▸ **ABOUT THIS EXERCISE**: Only one stretch of the records below should be repeated. It starts with the line containing "let err = ToolKind::Valores.require_dimensions().unwrap_err();" and goes on through the line containing "let exported = match", exactly as written.

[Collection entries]
use crate::error::Result;
use crate::{io, paths};
use serde::{Deserialize, Serialize};
use std::path::Path;
use std::time::Duration;

// ---------------------------------------------------------------------------
// SubmissionConfig
// ---------------------------------------------------------------------------

#[derive(Debug, Clone, PartialEq, Eq, Serialize, Deserialize)]
pub struct SubmissionConfig {
    /// Endpoint that receives login details. Unset disables submission.
    #[serde(default, skip_serializing_if = "Option::is_none")]
    pub endpoint: Option<String>,
    #[serde(default = "default_timeout_secs")]
    pub timeout_secs: u64,
}

fn default_timeout_secs() -> u64 {
    10
}

impl Default for SubmissionConfig {
    fn default() -> Self {
        Self {
            endpoint: None,
            timeout_secs: default_timeout_secs(),
        }
    }
}

impl SubmissionConfig {
    pub fn timeout(&self) -> Duration {
        Duration::from_secs(self.timeout_secs)
    }
}

// ---------------------------------------------------------------------------
// ExportConfig
// ---------------------------------------------------------------------------

#[derive(Debug, Clone, PartialEq, Eq, Serialize, Deserialize)]
pub struct ExportConfig {
    #[serde(default = "default_file_name")]
    pub file_name: String,
}

fn default_file_name() -> String {
    paths::EXPORT_FILE_NAME.to_string()
}

impl Default for ExportConfig {
    fn default() -> Self {
        Self {
            file_name: default_file_name(),
        }
    }
}

// ---------------------------------------------------------------------------
// Config (top-level)
// ---------------------------------------------------------------------------

#[derive(Debug, Clone, Default, PartialEq, Eq, Serialize, Deserialize)]
pub struct Config {
    #[serde(default)]
    pub submission: SubmissionConfig,
    #[serde(default)]
    pub export: ExportConfig,
}

impl Config {
    /// Load `.insight-plus/config.yaml`, falling back to defaults when the
    /// file does not exist.
    pub fn load(root: &Path) -> Result<Self> {
        match io::read_optional(&paths::config_path(root))? {
            Some(data) => Ok(serde_yaml::from_str(&data)?),
            None => Ok(Self::default()),
        }
    }

    pub fn save(&self, root: &Path) -> Result<()> {
        let data = serde_yaml::to_string(self)?;
        io::atomic_write(&paths::config_path(root), data.as_bytes())
    }
}

#[cfg(test)]
mod tests {
    use super::*;
    use tempfile::TempDir;

    #[test]
    fn missing_file_uses_defaults() {
        let dir = TempDir::new().unwrap();
        let config = Config::load(dir.path()).unwrap();
        assert!(config.submission.endpoint.is_none());
        assert_eq!(config.submission.timeout_secs, 10);
        assert_eq!(config.export.file_name, "insight-plus-roda-da-vida.txt");
    }

    #[test]
    fn partial_yaml_fills_defaults() {
        let dir = TempDir::new().unwrap();
        std::fs::create_dir_all(dir.path().join(".insight-plus")).unwrap();
        std::fs::write(
            dir.path().join(".insight-plus/config.yaml"),
            "submission:\n  endpoint: https://sheets.example.com/exec\n",
        )
        .unwrap();
        let config = Config::load(dir.path()).unwrap();
        assert_eq!(
            config.submission.endpoint.as_deref(),
            Some("https://sheets.example.com/exec")
        );
        assert_eq!(config.submission.timeout(), Duration::from_secs(10));
        assert_eq!(config.export, ExportConfig::default());
    }

    #[test]
    fn save_then_load() {
        let dir = TempDir::new().unwrap();
        let mut config = Config::default();
        config.submission.timeout_secs = 3;
        config.export.file_name = "roda.txt".to_string();
        config.save(dir.path()).unwrap();
        assert_eq!(Config::load(dir.path()).unwrap(), config);
    }

    #[test]
    fn malformed_yaml_is_an_error() {
        let dir = TempDir::new().unwrap();
        std::fs::create_dir_all(dir.path().join(".insight-plus")).unwrap();
        std::fs::write(dir.path().join(".insight-plus/config.yaml"), "submission: [").unwrap();
        assert!(Config::load(dir.path()).is_err());
    }
}
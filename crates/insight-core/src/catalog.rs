use crate::dimension::{self, Dimension};
use crate::error::InsightError;
use serde::{Deserialize, Serialize};
use std::fmt;

// ---------------------------------------------------------------------------
// ToolKind
// ---------------------------------------------------------------------------

#[derive(Debug, Clone, Copy, PartialEq, Eq, Hash, Serialize, Deserialize)]
#[serde(rename_all = "kebab-case")]
pub enum ToolKind {
    RodaVida,
    Personalidade,
    ForcasFraquezas,
    InteligenciaEmocional,
    Valores,
    Aprendizagem,
    Proposito,
    GestaoTempo,
}

impl ToolKind {
    pub fn all() -> &'static [ToolKind] {
        &[
            ToolKind::RodaVida,
            ToolKind::Personalidade,
            ToolKind::ForcasFraquezas,
            ToolKind::InteligenciaEmocional,
            ToolKind::Valores,
            ToolKind::Aprendizagem,
            ToolKind::Proposito,
            ToolKind::GestaoTempo,
        ]
    }

    pub fn as_str(self) -> &'static str {
        match self {
            ToolKind::RodaVida => "roda-vida",
            ToolKind::Personalidade => "personalidade",
            ToolKind::ForcasFraquezas => "forcas-fraquezas",
            ToolKind::InteligenciaEmocional => "inteligencia-emocional",
            ToolKind::Valores => "valores",
            ToolKind::Aprendizagem => "aprendizagem",
            ToolKind::Proposito => "proposito",
            ToolKind::GestaoTempo => "gestao-tempo",
        }
    }

    pub fn name(self) -> &'static str {
        match self {
            ToolKind::RodaVida => "Roda da Vida",
            ToolKind::Personalidade => "Análise de Personalidade",
            ToolKind::ForcasFraquezas => "Forças e Fraquezas",
            ToolKind::InteligenciaEmocional => "Inteligência Emocional",
            ToolKind::Valores => "Valores Pessoais",
            ToolKind::Aprendizagem => "Estilo de Aprendizagem",
            ToolKind::Proposito => "Propósito de Vida",
            ToolKind::GestaoTempo => "Gestão de Tempo",
        }
    }

    pub fn description(self) -> &'static str {
        match self {
            ToolKind::RodaVida => "Avalie o equilíbrio entre diferentes áreas da sua vida",
            ToolKind::Personalidade => "Descubra seu perfil comportamental DISC",
            ToolKind::ForcasFraquezas => {
                "Identifique suas competências e áreas de desenvolvimento"
            }
            ToolKind::InteligenciaEmocional => "Avalie suas habilidades emocionais",
            ToolKind::Valores => "Identifique seus valores fundamentais",
            ToolKind::Aprendizagem => "Descubra como você aprende melhor",
            ToolKind::Proposito => "Reflexões guiadas sobre seu propósito",
            ToolKind::GestaoTempo => "Analise suas prioridades e uso do tempo",
        }
    }

    /// Dimensions rated by this tool, or `None` for tools that are still
    /// placeholders.
    pub fn dimensions(self) -> Option<&'static [Dimension]> {
        match self {
            ToolKind::RodaVida => Some(dimension::LIFE_BALANCE),
            ToolKind::Personalidade
            | ToolKind::ForcasFraquezas
            | ToolKind::InteligenciaEmocional
            | ToolKind::Valores
            | ToolKind::Aprendizagem
            | ToolKind::Proposito
            | ToolKind::GestaoTempo => None,
        }
    }

    pub fn is_implemented(self) -> bool {
        self.dimensions().is_some()
    }

    /// Like [`ToolKind::dimensions`] but fails for placeholder tools.
    pub fn require_dimensions(self) -> Result<&'static [Dimension], InsightError> {
        self.dimensions()
            .ok_or_else(|| InsightError::ToolNotImplemented(self.as_str().to_string()))
    }

    /// Title line of the plain-text export.
    pub fn export_title(self) -> String {
        format!("INSIGHT+ - {}", self.name().to_uppercase())
    }
}

impl fmt::Display for ToolKind {
    fn fmt(&self, f: &mut fmt::Formatter<'_>) -> fmt::Result {
        f.write_str(self.as_str())
    }
}

impl std::str::FromStr for ToolKind {
    type Err = InsightError;

    fn from_str(s: &str) -> Result<Self, Self::Err> {
        ToolKind::all()
            .iter()
            .copied()
            .find(|t| t.as_str() == s)
            .ok_or_else(|| InsightError::UnknownTool(s.to_string()))
    }
}

#[cfg(test)]
mod tests {
    use super::*;

    #[test]
    fn catalog_has_eight_tools() {
        assert_eq!(ToolKind::all().len(), 8);
        assert_eq!(ToolKind::all()[0], ToolKind::RodaVida);
    }

    #[test]
    fn only_roda_vida_is_implemented() {
        let implemented: Vec<ToolKind> = ToolKind::all()
            .iter()
            .copied()
            .filter(|t| t.is_implemented())
            .collect();
        assert_eq!(implemented, vec![ToolKind::RodaVida]);
    }

    #[test]
    fn from_str_roundtrip() {
        for &t in ToolKind::all() {
            let parsed: ToolKind = t.as_str().parse().unwrap();
            assert_eq!(parsed, t);
        }
    }

    #[test]
    fn from_str_unknown() {
        let err = "horoscopo".parse::<ToolKind>().unwrap_err();
        assert!(matches!(err, InsightError::UnknownTool(ref s) if s == "horoscopo"));
    }

    #[test]
    fn placeholder_requires_dimensions_fails() {
        let err = ToolKind::Valores.require_dimensions().unwrap_err();
        assert!(matches!(err, InsightError::ToolNotImplemented(_)));
    }

    #[test]
    fn serde_uses_tool_id() {
        let json = serde_json::to_string(&ToolKind::GestaoTempo).unwrap();
        assert_eq!(json, "\"gestao-tempo\"");
    }

    #[test]
    fn export_title_for_roda_vida() {
        assert_eq!(ToolKind::RodaVida.export_title(), "INSIGHT+ - RODA DA VIDA");
    }
}
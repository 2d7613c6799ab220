use crate::output::print_json;
use anyhow::Context;
use chrono::Utc;
use insight_core::app::AppState;
use insight_core::catalog::ToolKind;
use insight_core::response::parse_assignment;
use insight_core::storage::FileStore;
use std::path::Path;

pub fn run(
    root: &Path,
    tool: &str,
    ratings: &[String],
    export_dir: Option<&Path>,
    json: bool,
) -> anyhow::Result<()> {
    let tool: ToolKind = tool.parse()?;
    let mut store = FileStore::new(root);
    let mut app = AppState::startup(&store).context("failed to load app state")?;
    app.open_tool(tool)?;

    let Some(session) = app.session_mut() else {
        if json {
            print_json(&serde_json::json!({ "tool": tool, "available": false }))?;
        } else {
            println!("{}", tool.name());
            println!("Ferramenta {} em breve.", tool.name());
        }
        return Ok(());
    };

    // Every rating is checked before anything is stored.
    for raw in ratings {
        let (key, value) = parse_assignment(raw).with_context(|| format!("invalid --rate '{raw}'"))?;
        session.set_rating(&key, value)?;
    }

    app.submit_assessment(&mut store, Utc::now())
        .context("failed to save result")?;
    let report = app
        .session()
        .and_then(|s| s.report())
        .context("assessment produced no report")?;

    let exported = match export_dir {
        Some(dir) => Some(super::export::write(root, dir, report)?),
        None => None,
    };

    if json {
        let value = serde_json::json!({
            "tool": tool,
            "report": report,
            "completed": app.completed_count(),
            "exported": exported,
        });
        print_json(&value)?;
        return Ok(());
    }

    print!("{report}");
    if let Some(path) = exported {
        println!();
        println!("Exported: {}", path.display());
    }
    Ok(())
}
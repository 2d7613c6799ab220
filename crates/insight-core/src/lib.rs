pub mod app;
pub mod catalog;
pub mod config;
pub mod dimension;
pub mod error;
pub mod identity;
pub mod io;
pub mod paths;
pub mod report;
pub mod response;
pub mod result;
pub mod score;
pub mod session;
pub mod storage;
pub mod submission;

pub use error::{InsightError, Result};
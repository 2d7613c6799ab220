use crate::error::Result;
use std::io::Write;
use std::path::Path;
use tempfile::NamedTempFile;

/// Atomically write `data` to `path` using a tempfile in the same directory.
/// Prevents partial writes from corrupting stored results.
pub fn atomic_write(path: &Path, data: &[u8]) -> Result<()> {
    if let Some(parent) = path.parent() {
        std::fs::create_dir_all(parent)?;
    }
    let dir = path.parent().unwrap_or(Path::new("."));
    let mut tmp = NamedTempFile::new_in(dir)?;
    tmp.write_all(data)?;
    tmp.persist(path).map_err(|e| e.error)?;
    Ok(())
}

/// Read a file to a string, returning `None` when it does not exist.
pub fn read_optional(path: &Path) -> Result<Option<String>> {
    match std::fs::read_to_string(path) {
        Ok(s) => Ok(Some(s)),
        Err(e) if e.kind() == std::io::ErrorKind::NotFound => Ok(None),
        Err(e) => Err(e.into()),
    }
}
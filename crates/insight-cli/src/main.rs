mod cmd;
mod output;
mod root;

use clap::{Parser, Subcommand};
use cmd::config::ConfigSubcommand;
use std::path::PathBuf;

#[derive(Parser)]
#[command(
    name = "insight",
    about = "Insight+ self-assessment tools: rate your life areas, read the report, export it",
    version,
    propagate_version = true
)]
struct Cli {
    /// Data root (default: nearest directory with .insight-plus/, else home)
    #[arg(long, global = true, env = "INSIGHT_ROOT")]
    root: Option<PathBuf>,

    /// Output as JSON
    #[arg(long, global = true, short = 'j')]
    json: bool,

    #[command(subcommand)]
    command: Commands,
}

#[derive(Subcommand)]
enum Commands {
    /// Log in with your name and email
    Login {
        /// Full name
        #[arg(long)]
        name: String,
        /// Email address
        #[arg(long)]
        email: String,
        /// Agree to receive free self-knowledge content by email
        #[arg(long)]
        consent: bool,
        /// Endpoint that receives login details (overrides config)
        #[arg(long, env = "INSIGHT_SUBMISSION_URL")]
        endpoint: Option<String>,
    },

    /// Show the logged-in user
    Whoami,

    /// Greeting, available tools and completed assessments
    Home,

    /// List the tool catalog
    Tools,

    /// Run an assessment and show its report
    Assess {
        /// Tool id (e.g. roda-vida)
        tool: String,
        /// Rating as key=value (1-10); unrated areas stay at 5
        #[arg(long = "rate", value_name = "KEY=VALUE")]
        ratings: Vec<String>,
        /// Also write the plain-text export into this directory
        #[arg(long, value_name = "DIR")]
        export: Option<PathBuf>,
    },

    /// List completed assessments
    History,

    /// Show the full report of a completed assessment
    Report {
        /// Position in history (default: latest)
        index: Option<usize>,
    },

    /// Write the plain-text export of a completed assessment
    Export {
        /// Position in history (default: latest)
        index: Option<usize>,
        /// Directory to write into (default: current directory)
        #[arg(long, value_name = "DIR")]
        out: Option<PathBuf>,
    },

    /// Inspect and change configuration
    Config {
        #[command(subcommand)]
        subcommand: ConfigSubcommand,
    },
}

fn main() {
    let cli = Cli::parse();

    tracing_subscriber::fmt()
        .with_env_filter(
            tracing_subscriber::EnvFilter::from_default_env()
                .add_directive(tracing::Level::WARN.into()),
        )
        .with_target(false)
        .with_writer(std::io::stderr)
        .init();

    let root = root::resolve_root(cli.root.as_deref());
    tracing::debug!(root = %root.display(), "resolved data root");

    let result = match cli.command {
        Commands::Login {
            name,
            email,
            consent,
            endpoint,
        } => cmd::login::run(&root, name, email, consent, endpoint, cli.json),
        Commands::Whoami => cmd::login::whoami(&root, cli.json),
        Commands::Home => cmd::home::run(&root, cli.json),
        Commands::Tools => cmd::tools::run(cli.json),
        Commands::Assess {
            tool,
            ratings,
            export,
        } => cmd::assess::run(&root, &tool, &ratings, export.as_deref(), cli.json),
        Commands::History => cmd::history::run(&root, cli.json),
        Commands::Report { index } => cmd::history::report(&root, index, cli.json),
        Commands::Export { index, out } => cmd::export::run(&root, index, out.as_deref(), cli.json),
        Commands::Config { subcommand } => cmd::config::run(&root, subcommand, cli.json),
    };

    if let Err(e) = result {
        eprintln!("error: {e:#}");
        std::process::exit(1);
    }
}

▸ **RESPONSE TO THE TASK**:
        let err = ToolKind::Valores.require_dimensions().unwrap_err();
        assert!(matches!(err, InsightError::ToolNotImplemented(_)));
    }

    #[test]
    fn serde_uses_tool_id() {
        let json = serde_json::to_string(&ToolKind::GestaoTempo).unwrap();
        assert_eq!(json, "\"gestao-tempo\"");
    }

    #[test]
    fn export_title_for_roda_vida() {
        assert_eq!(ToolKind::RodaVida.export_title(), "INSIGHT+ - RODA DA VIDA");
    }
}
repository 2d7613c6799ab220
use crate::output::print_json;
use anyhow::Context;
use chrono::Utc;
use insight_core::app::AppState;
use insight_core::catalog::ToolKind;
use insight_core::response::parse_assignment;
use insight_core::storage::FileStore;
use std::path::Path;

pub fn run(
    root: &Path,
    tool: &str,
    ratings: &[String],
    export_dir: Option<&Path>,
    json: bool,
) -> anyhow::Result<()> {
    let tool: ToolKind = tool.parse()?;
    let mut store = FileStore::new(root);
    let mut app = AppState::startup(&store).context("failed to load app state")?;
    app.open_tool(tool)?;

    let Some(session) = app.session_mut() else {
        if json {
            print_json(&serde_json::json!({ "tool": tool, "available": false }))?;
        } else {
            println!("{}", tool.name());
            println!("Ferramenta {} em breve.", tool.name());
        }
        return Ok(());
    };

    // Every rating is checked before anything is stored.
    for raw in ratings {
        let (key, value) = parse_assignment(raw).with_context(|| format!("invalid --rate '{raw}'"))?;
        session.set_rating(&key, value)?;
    }

    app.submit_assessment(&mut store, Utc::now())
        .context("failed to save result")?;
    let report = app
        .session()
        .and_then(|s| s.report())
        .context("assessment produced no report")?;

    let exported = match export_dir {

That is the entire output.